Indeterminate disc function was noted when the disc could not be identified because of the artifact or post-surgical scaring13. Osseous components were classified as normal or abnormal.
The TMJs were classified according to the following MR criteria8-
Normal state (No Disc Displacement; NDD) - in the sagittal plane of imaging, the disc had a biconcave shape (an anterior band; an intermediate zone, the thinnest portion; a posterior band, the thickest portion). In a closed-mouth position, the posterior band’s junction with the bilaminar zone was located above the apex of the condylar head (12 o’clock position). When the jaw opens, the condyle rotates under the disc, and the disc-condyle complex translates inferiorly under the temporal tubercle. The disc remains interposed between the osseous component and moves anteriorly in a synchronized fashion. The disc has an arc-shaped configuration in the coronal plane of imaging due to its insertions at the condylar pole. The disc is perfectly centered on the condylar head in an open and closed-mouth position.
(Figure 1).
Anterior disc displacement with reduction (ADDWR):- In the closed position, the disc’s posterior band is anterior to the condylar head in all the sagittal sections.

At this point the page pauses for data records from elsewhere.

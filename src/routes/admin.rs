use axum::extract::{Path, State};
use axum::Json;
use serde::Deserialize;

use crate::auth::extractor::AuthUser;
use crate::db;
use crate::error::AppError;
use crate::models::{User, UserStatus};
use crate::state::SharedState;

#[derive(Deserialize)]
pub struct UpdateStatusRequest {
    pub status: String,
}

pub async fn list_users(
    State(state): State<SharedState>,
    auth: AuthUser,
) -> Result<Json<Vec<User>>, AppError> {
    auth.require_admin()?;

    let users = db::users::list_all(&state.pool).await?;
    Ok(Json(users))
}

/// The approval write: flips `pending` accounts to `active` (or disables
/// them). Login eligibility follows this field alone.
pub async fn update_status(
    State(state): State<SharedState>,
    auth: AuthUser,
    Path(id): Path<i64>,
    Json(req): Json<UpdateStatusRequest>,
) -> Result<Json<serde_json::Value>, AppError> {
    auth.require_admin()?;

    let status = UserStatus::parse(&req.status)
        .ok_or_else(|| AppError::Validation(format!("Unknown status '{}'", req.status)))?;

    if !db::users::update_status(&state.pool, id, status).await? {
        return Err(AppError::NotFound("User not found".to_string()));
    }

    tracing::info!(user_id = id, status = status.as_str(), "updated user status");

    Ok(Json(serde_json::json!({ "success": true })))
}
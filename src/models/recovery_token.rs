use chrono::{DateTime, Utc};
use serde::{Deserialize, Serialize};

#[derive(Debug, Clone, Copy, PartialEq, Eq, Serialize, Deserialize, sqlx::Type)]
#[sqlx(type_name = "TEXT", rename_all = "lowercase")]
#[serde(rename_all = "lowercase")]
pub enum RecoveryTokenStatus {
    Pending,
    Used,
}

/// One row per recovery request. Rows are never deleted by the service;
/// expired rows simply stop matching and stay `pending`.
#[derive(Debug, Clone, sqlx::FromRow, Serialize, Deserialize)]
pub struct RecoveryToken {
    pub id: i64,
    pub user_id: i64,
    pub token_hash: String,
    pub status: RecoveryTokenStatus,
    pub created_at: DateTime<Utc>,
    pub expires_at: DateTime<Utc>,
}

When the jaw is opened, the disc is recaptured by the condyle, and the disc condyle relation appears normal. Figure 2
Anterior disc displacement without reduction (ADDWOR):- In close and open mouth position, the disc’s posterior band is anterior to the condylar head’s superior aspect in all sagittal sections. When the jaw is opened, the disc is anteriorly compressed, whether its shape is modified or not. Figure 2
Sideways displacement (medial or lateral):- Sideways displacements of the disc are well documented in the coronal plane. The disc crosses over one of the sagittal plane tangents to one of the condylar poles. Figure 3
Rotational displacement was present when the disc was anteriorly displaced in all sagittal sections, together with a sideway component (medial or lateral), whether it is reduced or not, according to the definition of Katz berg.

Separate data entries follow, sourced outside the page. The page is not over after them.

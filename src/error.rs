use axum::http::StatusCode;
use axum::response::{IntoResponse, Response};
use serde_json::json;

#[derive(Debug)]
pub enum AppError {
    /// Unknown mail or wrong password. Deliberately one variant so the
    /// error surface cannot be used to enumerate accounts.
    InvalidCredentials,
    AccountPending,
    AccountDisabled,
    /// Covers "never issued", "expired" and "already used" alike.
    InvalidOrExpiredToken,
    Validation(String),
    Unauthorized(String),
    Forbidden(String),
    NotFound(String),
    Conflict(String),
    Internal(String),
    Database(sqlx::Error),
}

impl std::fmt::Display for AppError {
    fn fmt(&self, f: &mut std::fmt::Formatter<'_>) -> std::fmt::Result {
        match self {
            AppError::InvalidCredentials => write!(f, "Invalid credentials"),
            AppError::AccountPending => write!(f, "Account pending approval"),
            AppError::AccountDisabled => write!(f, "Account disabled"),
            AppError::InvalidOrExpiredToken => write!(f, "Invalid or expired recovery token"),
            AppError::Validation(msg) => write!(f, "Validation: {msg}"),
            AppError::Unauthorized(msg) => write!(f, "Unauthorized: {msg}"),
            AppError::Forbidden(msg) => write!(f, "Forbidden: {msg}"),
            AppError::NotFound(msg) => write!(f, "Not Found: {msg}"),
            AppError::Conflict(msg) => write!(f, "Conflict: {msg}"),
            AppError::Internal(msg) => write!(f, "Internal Error: {msg}"),
            AppError::Database(err) => write!(f, "Database Error: {err}"),
        }
    }
}

impl IntoResponse for AppError {
    fn into_response(self) -> Response {
        let (status, message) = match &self {
            AppError::InvalidCredentials => {
                (StatusCode::UNAUTHORIZED, "Invalid credentials".to_string())
            }
            AppError::AccountPending => (
                StatusCode::FORBIDDEN,
                "Account is pending administrator approval".to_string(),
            ),
            AppError::AccountDisabled => {
                (StatusCode::FORBIDDEN, "Account is disabled".to_string())
            }
            AppError::InvalidOrExpiredToken => (
                StatusCode::BAD_REQUEST,
                "Invalid, expired or already used recovery token".to_string(),
            ),
            AppError::Validation(msg) => (StatusCode::BAD_REQUEST, msg.clone()),
            AppError::Unauthorized(msg) => (StatusCode::UNAUTHORIZED, msg.clone()),
            AppError::Forbidden(msg) => (StatusCode::FORBIDDEN, msg.clone()),
            AppError::NotFound(msg) => (StatusCode::NOT_FOUND, msg.clone()),
            AppError::Conflict(msg) => (StatusCode::CONFLICT, msg.clone()),
            AppError::Internal(msg) => {
                tracing::error!("Internal error: {msg}");
                (
                    StatusCode::INTERNAL_SERVER_ERROR,
                    "Internal server error".to_string(),
                )
            }
            AppError::Database(err) => {
                tracing::error!("Database error: {err}");
                (
                    StatusCode::INTERNAL_SERVER_ERROR,
                    "Internal server error".to_string(),
                )
            }
        };

        let body = json!({ "error": message });
        (status, axum::Json(body)).into_response()
    }
}

impl From<sqlx::Error> for AppError {
    fn from(err: sqlx::Error) -> Self {
        AppError::Database(err)
    }
}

Stuck disc or disc adhesion:- During jaw movement, the disc remains in the same place in relation to the mandibular fossa or the articular tubercle. The stuck disc may be fixed in a normal or displaced position and may or may not be associated with the condyle’s normal mobility.

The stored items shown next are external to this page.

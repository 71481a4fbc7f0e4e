pub mod extractor;
pub mod jwt;
pub mod password;
pub mod recovery;
pub mod verifier;
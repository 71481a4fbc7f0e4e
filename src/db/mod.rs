pub mod recovery_tokens;
pub mod users;
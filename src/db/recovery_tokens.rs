use chrono::{DateTime, Utc};
use sqlx::PgPool;

use crate::models::RecoveryToken;

pub async fn create(
    pool: &PgPool,
    user_id: i64,
    token_hash: &str,
    expires_at: DateTime<Utc>,
) -> Result<RecoveryToken, sqlx::Error> {
    sqlx::query_as::<_, RecoveryToken>(
        "INSERT INTO password_resets (user_id, token_hash, expires_at)
         VALUES ($1, $2, $3) RETURNING *",
    )
    .bind(user_id)
    .bind(token_hash)
    .bind(expires_at)
    .fetch_one(pool)
    .await
}

/// Candidate set for validation: every still-pending, unexpired row,
/// in a deterministic order.
pub async fn find_pending_unexpired(
    pool: &PgPool,
    now: DateTime<Utc>,
) -> Result<Vec<RecoveryToken>, sqlx::Error> {
    sqlx::query_as::<_, RecoveryToken>(
        "SELECT * FROM password_resets
         WHERE status = 'pending' AND expires_at > $1
         ORDER BY created_at, id",
    )
    .bind(now)
    .fetch_all(pool)
    .await
}

/// Compare-and-set on the lifecycle field. Returns false when the row was
/// no longer pending, i.e. a concurrent validation already claimed it.
pub async fn transition_to_used<'e, E: sqlx::PgExecutor<'e>>(
    executor: E,
    id: i64,
) -> Result<bool, sqlx::Error> {
    let result =
        sqlx::query("UPDATE password_resets SET status = 'used' WHERE id = $1 AND status = 'pending'")
            .bind(id)
            .execute(executor)
            .await?;
    Ok(result.rows_affected() > 0)
}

Degenerative changes: Flattening, erosion, changes in the shape of the articular surfaces, anterior osteophytes, and/or subchondral lacunas were classified as a degenerative joint disease (osteoarthritic joint). The sharpness of the cortical limits was not considered: chemical shifting may produce artifacts in the MR images.
Restricted condylar translation: Limitation of translation was identified when the condylar head did not reach the apex of the articular tubercle of the temporal bone during the opening, with or without the disc – condyle complex dislocation.
All radiograph s and images were evaluated for a set criterion to determine osseous and soft tissue changes in the TMJ.
Statistical Analysis .
Data were subjected to statistical analysis using SPSS 22.0 (SPSS, Inc., Chicago, IL). Statistical tests used for analyzing data were mean and standard deviation and unpaired t-test.
Statistical analyses were undertaken to correlate the radiography/imaging findings to the clinical signs and symptoms in the internal derangement according to RDC/TMD criteria. Data were subjected to statistical analysis using SPSS 22.0 (SPSS, Inc., Chicago, IL). Statistical tests used for analyzing data were sensitivity&specificity tests and inter-observer reliability correlation through the Kappa test.